DATA UNDER STUDY:

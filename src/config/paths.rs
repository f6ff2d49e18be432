//! Path management for the finance ledger
//!
//! Provides XDG-compliant path resolution for configuration and data.
//!
//! ## Path Resolution Order
//!
//! 1. `FINANCE_LEDGER_DATA_DIR` environment variable (if set)
//! 2. Unix (Linux/macOS): `$XDG_CONFIG_HOME/finance-ledger` or `~/.config/finance-ledger`
//! 3. Windows: `%APPDATA%\finance-ledger`

use std::path::PathBuf;

use crate::error::LedgerError;

/// Environment variable overriding the base directory
pub const DATA_DIR_ENV: &str = "FINANCE_LEDGER_DATA_DIR";

/// Manages all paths used by the ledger
#[derive(Debug, Clone)]
pub struct LedgerPaths {
    /// Base directory for all ledger data
    base_dir: PathBuf,
}

impl LedgerPaths {
    /// Create a new LedgerPaths instance
    ///
    /// # Errors
    ///
    /// Returns an error if the home directory cannot be determined.
    pub fn new() -> Result<Self, LedgerError> {
        let base_dir = if let Ok(custom) = std::env::var(DATA_DIR_ENV) {
            PathBuf::from(custom)
        } else {
            resolve_default_path()?
        };

        Ok(Self { base_dir })
    }

    /// Create LedgerPaths with a custom base directory (useful for testing)
    pub fn with_base_dir(base_dir: PathBuf) -> Self {
        Self { base_dir }
    }

    /// Get the base directory (~/.config/finance-ledger/ or equivalent)
    pub fn base_dir(&self) -> &PathBuf {
        &self.base_dir
    }

    /// Get the data directory (~/.config/finance-ledger/data/)
    ///
    /// Each key of the file-backed store lives here as `<key>.json`.
    pub fn data_dir(&self) -> PathBuf {
        self.base_dir.join("data")
    }

    /// Get the path to the settings file
    pub fn settings_file(&self) -> PathBuf {
        self.base_dir.join("config.json")
    }

    /// Ensure the base and data directories exist
    pub fn ensure_directories(&self) -> Result<(), LedgerError> {
        std::fs::create_dir_all(&self.base_dir)
            .map_err(|e| LedgerError::Io(format!("Failed to create base directory: {}", e)))?;

        std::fs::create_dir_all(self.data_dir())
            .map_err(|e| LedgerError::Io(format!("Failed to create data directory: {}", e)))?;

        Ok(())
    }
}

#[cfg(not(windows))]
fn resolve_default_path() -> Result<PathBuf, LedgerError> {
    let config_base = match std::env::var("XDG_CONFIG_HOME") {
        Ok(dir) if !dir.is_empty() => PathBuf::from(dir),
        _ => {
            let home = std::env::var("HOME").map_err(|_| {
                LedgerError::Config("HOME environment variable not set".into())
            })?;
            PathBuf::from(home).join(".config")
        }
    };
    Ok(config_base.join("finance-ledger"))
}

#[cfg(windows)]
fn resolve_default_path() -> Result<PathBuf, LedgerError> {
    let appdata = std::env::var("APPDATA")
        .map_err(|_| LedgerError::Config("Could not determine APPDATA directory".into()))?;
    Ok(PathBuf::from(appdata).join("finance-ledger"))
}
use anyhow::Result;
use clap::{Parser, Subcommand};
use std::path::PathBuf;
use tracing_subscriber::EnvFilter;

use finance_ledger::cli::{
    handle_data_command, handle_report_command, handle_transaction_command, DataCommands,
    ReportCommands, TransactionCommands,
};
use finance_ledger::config::paths::{LedgerPaths, DATA_DIR_ENV};
use finance_ledger::config::settings::Settings;
use finance_ledger::services::LedgerService;
use finance_ledger::storage::open_file_persistence;

#[derive(Parser)]
#[command(
    name = "finance",
    version,
    about = "Personal finance ledger",
    long_about = "Track income and expenses, watch a monthly budget and \
                  review monthly and per-category totals from the command line."
)]
struct Cli {
    /// Directory holding settings and ledger data
    #[arg(long, global = true, env = DATA_DIR_ENV)]
    data_dir: Option<PathBuf>,

    #[command(subcommand)]
    command: Option<Commands>,
}

#[derive(Subcommand)]
enum Commands {
    #[command(flatten)]
    Transaction(TransactionCommands),

    #[command(flatten)]
    Report(ReportCommands),

    #[command(flatten)]
    Data(DataCommands),

    /// Show current configuration and paths
    Config {
        /// Write the current settings file (with defaults filled in)
        #[arg(long)]
        init: bool,
    },
}

fn init_tracing(settings: &Settings) {
    let filter = EnvFilter::try_from_default_env()
        .or_else(|_| EnvFilter::try_new(&settings.log_level))
        .unwrap_or_else(|_| EnvFilter::new("warn"));

    tracing_subscriber::fmt()
        .with_env_filter(filter)
        .with_writer(std::io::stderr)
        .with_target(false)
        .init();
}

fn main() -> Result<()> {
    let cli = Cli::parse();

    // Initialize paths and settings
    let paths = match cli.data_dir {
        Some(dir) => LedgerPaths::with_base_dir(dir),
        None => LedgerPaths::new()?,
    };
    let settings = Settings::load_or_create(&paths)?;
    init_tracing(&settings);

    let command = match cli.command {
        Some(Commands::Config { init }) => {
            if init {
                settings.save(&paths)?;
                println!("Settings written to: {}", paths.settings_file().display());
            }
            println!("Finance Ledger Configuration");
            println!("============================");
            println!("Base directory: {}", paths.base_dir().display());
            println!("Data directory: {}", paths.data_dir().display());
            println!("Settings file:  {}", paths.settings_file().display());
            println!();
            println!("Settings:");
            println!("  Currency symbol: {}", settings.currency_symbol);
            println!("  Date format:     {}", settings.date_format);
            println!("  Default filter:  {}", settings.default_filter);
            println!("  List limit:      {}", settings.list_limit);
            println!("  Log level:       {}", settings.log_level);
            return Ok(());
        }
        Some(command) => command,
        None => {
            println!("Finance Ledger - personal income and expense tracking");
            println!();
            println!("Run 'finance --help' for usage information.");
            return Ok(());
        }
    };

    let mut service = LedgerService::open(open_file_persistence(&paths)?);

    match command {
        Commands::Transaction(cmd) => handle_transaction_command(&mut service, &settings, cmd)?,
        Commands::Report(cmd) => handle_report_command(&mut service, &settings, cmd)?,
        Commands::Data(cmd) => handle_data_command(&mut service, cmd)?,
        Commands::Config { .. } => {}
    }

    if let Some(warning) = service.take_persist_warning() {
        eprintln!("Warning: {}", warning);
    }

    Ok(())
}
//! Ledger service
//!
//! Owns the live ledger and drives every mutation through the same cycle:
//! validate, mutate in memory, recompute the summary, flush to the store.
//! A failed flush never undoes the in-memory change; it is logged and kept
//! as a [`PersistWarning`] for the caller to display.

use chrono::NaiveDate;
use std::fmt;

use crate::error::{LedgerError, LedgerResult};
use crate::models::{Ledger, Money, Transaction, TransactionDraft, TransactionId};
use crate::reports::Summary;
use crate::storage::{KeyValueStore, LedgerPersistence};

use super::filter::TransactionFilter;

/// A mutation that was applied in memory but could not be saved
#[derive(Debug, Clone, PartialEq, Eq)]
pub struct PersistWarning {
    pub action: &'static str,
    pub error: String,
}

impl fmt::Display for PersistWarning {
    fn fmt(&self, f: &mut fmt::Formatter<'_>) -> fmt::Result {
        write!(
            f,
            "Changes from '{}' were kept but could not be saved: {}",
            self.action, self.error
        )
    }
}

/// Service for transaction and budget management
pub struct LedgerService<S: KeyValueStore> {
    ledger: Ledger,
    summary: Summary,
    persistence: LedgerPersistence<S>,
    persist_warning: Option<PersistWarning>,
}

impl<S: KeyValueStore> LedgerService<S> {
    /// Restore the saved ledger, or start empty with the default budget
    pub fn open(persistence: LedgerPersistence<S>) -> Self {
        let ledger = persistence.load().unwrap_or_default();
        let summary = Summary::compute(&ledger.transactions, ledger.monthly_budget);
        Self {
            ledger,
            summary,
            persistence,
            persist_warning: None,
        }
    }

    pub fn ledger(&self) -> &Ledger {
        &self.ledger
    }

    /// Derived views, consistent with the latest mutation
    pub fn summary(&self) -> &Summary {
        &self.summary
    }

    pub fn budget(&self) -> Money {
        self.ledger.monthly_budget
    }

    pub fn len(&self) -> usize {
        self.ledger.len()
    }

    pub fn is_empty(&self) -> bool {
        self.ledger.is_empty()
    }

    pub fn persistence(&self) -> &LedgerPersistence<S> {
        &self.persistence
    }

    pub fn persistence_mut(&mut self) -> &mut LedgerPersistence<S> {
        &mut self.persistence
    }

    /// Take the pending save failure, if any
    pub fn take_persist_warning(&mut self) -> Option<PersistWarning> {
        self.persist_warning.take()
    }

    /// Owned snapshot of all transactions, newest first
    pub fn list(&self) -> Vec<Transaction> {
        self.ledger.transactions.clone()
    }

    /// Borrowed view of all transactions, newest first
    pub fn transactions(&self) -> &[Transaction] {
        &self.ledger.transactions
    }

    /// Transactions matching `filter`, in ledger order
    pub fn filtered(&self, filter: &TransactionFilter) -> Vec<Transaction> {
        filter.apply(&self.ledger.transactions)
    }

    pub fn get(&self, id: TransactionId) -> Option<&Transaction> {
        self.ledger.get(id)
    }

    /// Resolve a full id, its display form ("txn-1a2b3c4d") or a unique
    /// hex prefix
    pub fn find(&self, identifier: &str) -> LedgerResult<&Transaction> {
        if let Ok(id) = identifier.parse::<TransactionId>() {
            return self
                .ledger
                .get(id)
                .ok_or_else(|| LedgerError::transaction_not_found(identifier));
        }

        let mut matches = self
            .ledger
            .transactions
            .iter()
            .filter(|t| t.id.matches_prefix(identifier));

        match (matches.next(), matches.next()) {
            (Some(txn), None) => Ok(txn),
            (None, _) => Err(LedgerError::transaction_not_found(identifier)),
            (Some(_), Some(_)) => Err(LedgerError::Validation(format!(
                "Transaction reference '{}' is ambiguous; use more characters",
                identifier
            ))),
        }
    }

    /// Validate a draft and prepend it as a new transaction
    pub fn add(&mut self, draft: TransactionDraft) -> LedgerResult<Transaction> {
        let txn = Transaction::from_draft(self.fresh_id(), draft, today())
            .map_err(|e| LedgerError::Validation(e.to_string()))?;

        self.ledger.prepend(txn.clone());
        tracing::debug!(id = %txn.id, "transaction added");
        self.commit("add");

        Ok(txn)
    }

    /// Replace every field but the id, keeping the entry's position
    pub fn update(&mut self, id: TransactionId, draft: TransactionDraft) -> LedgerResult<Transaction> {
        let txn = Transaction::from_draft(id, draft, today())
            .map_err(|e| LedgerError::Validation(e.to_string()))?;

        if !self.ledger.replace(txn.clone()) {
            return Err(LedgerError::transaction_not_found(id.to_string()));
        }
        tracing::debug!(id = %id, "transaction updated");
        self.commit("update");

        Ok(txn)
    }

    /// Remove a transaction. Removing an unknown id is a no-op.
    /// Returns whether anything was removed.
    pub fn remove(&mut self, id: TransactionId) -> bool {
        match self.ledger.remove(id) {
            Some(_) => {
                tracing::debug!(id = %id, "transaction removed");
                self.commit("delete");
                true
            }
            None => false,
        }
    }

    /// Set the monthly budget; negative values clamp to zero
    pub fn set_budget(&mut self, budget: Money) -> Money {
        self.ledger.set_budget(budget);
        tracing::debug!(budget = %self.ledger.monthly_budget, "budget set");
        self.commit("budget");
        self.ledger.monthly_budget
    }

    /// Serialize the export document for the current state
    pub fn export_snapshot(&self) -> LedgerResult<Vec<u8>> {
        self.persistence.export_snapshot(&self.ledger)
    }

    /// Replace the whole ledger with an imported document
    ///
    /// The blob is parsed and validated completely before anything changes;
    /// on error the live ledger is untouched.
    pub fn import_snapshot(&mut self, blob: &[u8]) -> LedgerResult<&Ledger> {
        let imported = self.persistence.import_snapshot(blob)?;

        tracing::info!(
            transactions = imported.len(),
            budget = %imported.monthly_budget,
            "ledger imported"
        );
        self.ledger = imported;
        self.commit("import");

        Ok(&self.ledger)
    }

    fn fresh_id(&self) -> TransactionId {
        loop {
            let id = TransactionId::new();
            if !self.ledger.contains(id) {
                return id;
            }
        }
    }

    fn commit(&mut self, action: &'static str) {
        self.summary = Summary::compute(&self.ledger.transactions, self.ledger.monthly_budget);

        if let Err(e) = self.persistence.save(&self.ledger) {
            tracing::warn!(action, "failed to save ledger: {}", e);
            self.persist_warning = Some(PersistWarning {
                action,
                error: e.to_string(),
            });
        }
    }
}

fn today() -> NaiveDate {
    chrono::Local::now().date_naive()
}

WORK INSTRUCTIONS: As the answer, set down only the lines from the data above between the one holding "pub fn take_persist_warning(&mut" and the one holding "let txn = Transaction::from_draft(id, draft, today())", inclusive, exactly as they read.

COMPLETED EXERCISE:
    pub fn take_persist_warning(&mut self) -> Option<PersistWarning> {
        self.persist_warning.take()
    }

    /// Owned snapshot of all transactions, newest first
    pub fn list(&self) -> Vec<Transaction> {
        self.ledger.transactions.clone()
    }

    /// Borrowed view of all transactions, newest first
    pub fn transactions(&self) -> &[Transaction] {
        &self.ledger.transactions
    }

    /// Transactions matching `filter`, in ledger order
    pub fn filtered(&self, filter: &TransactionFilter) -> Vec<Transaction> {
        filter.apply(&self.ledger.transactions)
    }

    pub fn get(&self, id: TransactionId) -> Option<&Transaction> {
        self.ledger.get(id)
    }

    /// Resolve a full id, its display form ("txn-1a2b3c4d") or a unique
    /// hex prefix
    pub fn find(&self, identifier: &str) -> LedgerResult<&Transaction> {
        if let Ok(id) = identifier.parse::<TransactionId>() {
            return self
                .ledger
                .get(id)
                .ok_or_else(|| LedgerError::transaction_not_found(identifier));
        }

        let mut matches = self
            .ledger
            .transactions
            .iter()
            .filter(|t| t.id.matches_prefix(identifier));

        match (matches.next(), matches.next()) {
            (Some(txn), None) => Ok(txn),
            (None, _) => Err(LedgerError::transaction_not_found(identifier)),
            (Some(_), Some(_)) => Err(LedgerError::Validation(format!(
                "Transaction reference '{}' is ambiguous; use more characters",
                identifier
            ))),
        }
    }

    /// Validate a draft and prepend it as a new transaction
    pub fn add(&mut self, draft: TransactionDraft) -> LedgerResult<Transaction> {
        let txn = Transaction::from_draft(self.fresh_id(), draft, today())
            .map_err(|e| LedgerError::Validation(e.to_string()))?;

        self.ledger.prepend(txn.clone());
        tracing::debug!(id = %txn.id, "transaction added");
        self.commit("add");

        Ok(txn)
    }

    /// Replace every field but the id, keeping the entry's position
    pub fn update(&mut self, id: TransactionId, draft: TransactionDraft) -> LedgerResult<Transaction> {
        let txn = Transaction::from_draft(id, draft, today())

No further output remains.